Neutralizing type I IFN signaling blocks RdRP-mediated resistance to FV infection.

Lastly, we wanted to determine whether ongoing type I IFN signaling contributes to protection against FV. Previous studies have shown that knockout of the type I IFN receptor (IFNAR), which mediates all type I IFN signaling in mice (41), results in increased susceptibility to FV infection (25). In the RdRP mouse model, our previous crosses with similar IFNAR1^−/− mice showed that type I IFN signaling is necessary for development of the augmented ISG expression profile of the RdRP mouse and for protection against EMCV (5). This is the case even though type I IFN mRNA and protein levels are not elevated in these mice (5). Here, the postdevelopmental situation was assessed by treating adult mice, prior to and during FV infection, with MAR1-5A, an anti-IFNAR1 monoclonal antibody that blocks receptor signaling (42), or an IgG control antibody (Fig. 7A).
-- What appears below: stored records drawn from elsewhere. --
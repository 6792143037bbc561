//! HTTP client for the Skyreel command API.

use anyhow::{Context, Result};
use reqwest::{Client, Response};
use serde::de::DeserializeOwned;
use serde::{Deserialize, Serialize};

/// Envelope returned by every command API route.
#[derive(Debug, Deserialize)]
pub struct ApiResponse<T> {
    pub success: bool,
    pub data: Option<T>,
    pub error: Option<String>,
    #[serde(default)]
    pub error_code: Option<String>,
}

pub struct ApiClient {
    client: Client,
    base_url: String,
}

impl ApiClient {
    pub fn new(base_url: &str) -> Result<Self> {
        let client = Client::builder()
            .timeout(std::time::Duration::from_secs(30))
            .build()
            .context("Failed to create HTTP client")?;

        Ok(Self {
            client,
            base_url: base_url.trim_end_matches('/').to_string(),
        })
    }

    pub fn base_url(&self) -> &str {
        &self.base_url
    }

    /// GET a route and unwrap the response envelope.
    pub async fn get<T: DeserializeOwned>(&self, path: &str) -> Result<T> {
        let url = format!("{}{}", self.base_url, path);
        let resp = self
            .client
            .get(&url)
            .send()
            .await
            .with_context(|| format!("GET {} failed", url))?;
        unwrap_envelope(&url, resp).await
    }

    /// POST a JSON body and unwrap the response envelope.
    pub async fn post<B: Serialize, T: DeserializeOwned>(&self, path: &str, body: &B) -> Result<T> {
        let url = format!("{}{}", self.base_url, path);
        let resp = self
            .client
            .post(&url)
            .json(body)
            .send()
            .await
            .with_context(|| format!("POST {} failed", url))?;
        unwrap_envelope(&url, resp).await
    }

    /// GET a route that is not wrapped in an envelope (`/health`).
    pub async fn get_raw<T: DeserializeOwned>(&self, path: &str) -> Result<T> {
        let url = format!("{}{}", self.base_url, path);
        let resp = self
            .client
            .get(&url)
            .send()
            .await
            .with_context(|| format!("GET {} failed", url))?;

        let status = resp.status();
        if !status.is_success() {
            let body = resp.text().await.unwrap_or_default();
            anyhow::bail!("API error ({}): {}", status, body);
        }

        resp.json()
            .await
            .with_context(|| format!("Failed to parse response from {}", url))
    }
}

async fn unwrap_envelope<T: DeserializeOwned>(url: &str, resp: Response) -> Result<T> {
    let status = resp.status();
    let body = resp
        .text()
        .await
        .with_context(|| format!("Failed to read response from {}", url))?;

    // Error responses share the envelope's success/error fields.
    let envelope: ApiResponse<T> = match serde_json::from_str(&body) {
        Ok(envelope) => envelope,
        Err(_) if !status.is_success() => anyhow::bail!("API error ({}): {}", status, body),
        Err(e) => return Err(e).with_context(|| format!("Failed to parse response from {}", url)),
    };

    if envelope.success {
        return envelope
            .data
            .ok_or_else(|| anyhow::anyhow!("API returned success but no data"));
    }

    let message = envelope.error.unwrap_or_else(|| "Unknown error".into());
    match envelope.error_code {
        Some(code) => anyhow::bail!("API error ({}, {}): {}", status, code, message),
        None => anyhow::bail!("API error ({}): {}", status, message),
    }
}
Such treatment reverses the broad ISG elevations of adult RdRP mice (data not shown). Mice were given an initial high dose (2.5 mg) of antibody via intraperitoneal injection in order to saturate whole-body expression of IFNAR and two follow-up doses to maintain ablation (Fig. 7A). This inhibited expression in both groups of a canonical ISG, Oasl2 (Fig. 7B).

FIG 7 — Blockage of IFN receptor signaling eliminates protection against FV infection in RdRP mice. (A) Experimental design of anti-IFNAR-treated mice for infection with 100 PFU FV. Mixed-gender mice were treated with MAR1-5A or IgG control at indicated doses and time points pre- and postinfection. Mice were sacrificed at 7 dpi for evaluation of FV infection. For all experiments shown, n = 4 for mock (uninfected WT mice, included to show baseline spleen size), n = 8 for WT with MAR1-5A or IgG, and n = 7 for RdRP with MAR1-5A or IgG. (B) qRT-PCR from liver sections for the mRNA of the representative ISG Oasl2. (C) Spleen weights of mice described in panel A. (D) Plasma viral load of mice described in panel A. Data were log₁₀ transformed prior to analysis. (E, G) Spleen cell analyses. Shown are total FV-positive (FV⁺) splenocytes (E) and FV⁺ T cells, B cells, DCs, and erythroblasts (G) in the spleens of infected mice as determined by flow cytometry. (F, H) Bone marrow cell analyses. Shown are percent FV-positive total cells (F) and percent FV-positive T cells, B cells, DCs, and erythroblasts (H) in the bone marrows of infected mice as determined by flow cytometry. A one-way ANOVA followed by a Tukey’s test to determine significance was used to analyze spleen weight and Oasl2 expression. All other data were analyzed using a two-way ANOVA followed by a Tukey’s test to determine significance. *, P < 0.05; **, P < 0.01; ***, P < 0.001; ****, P < 0.0001.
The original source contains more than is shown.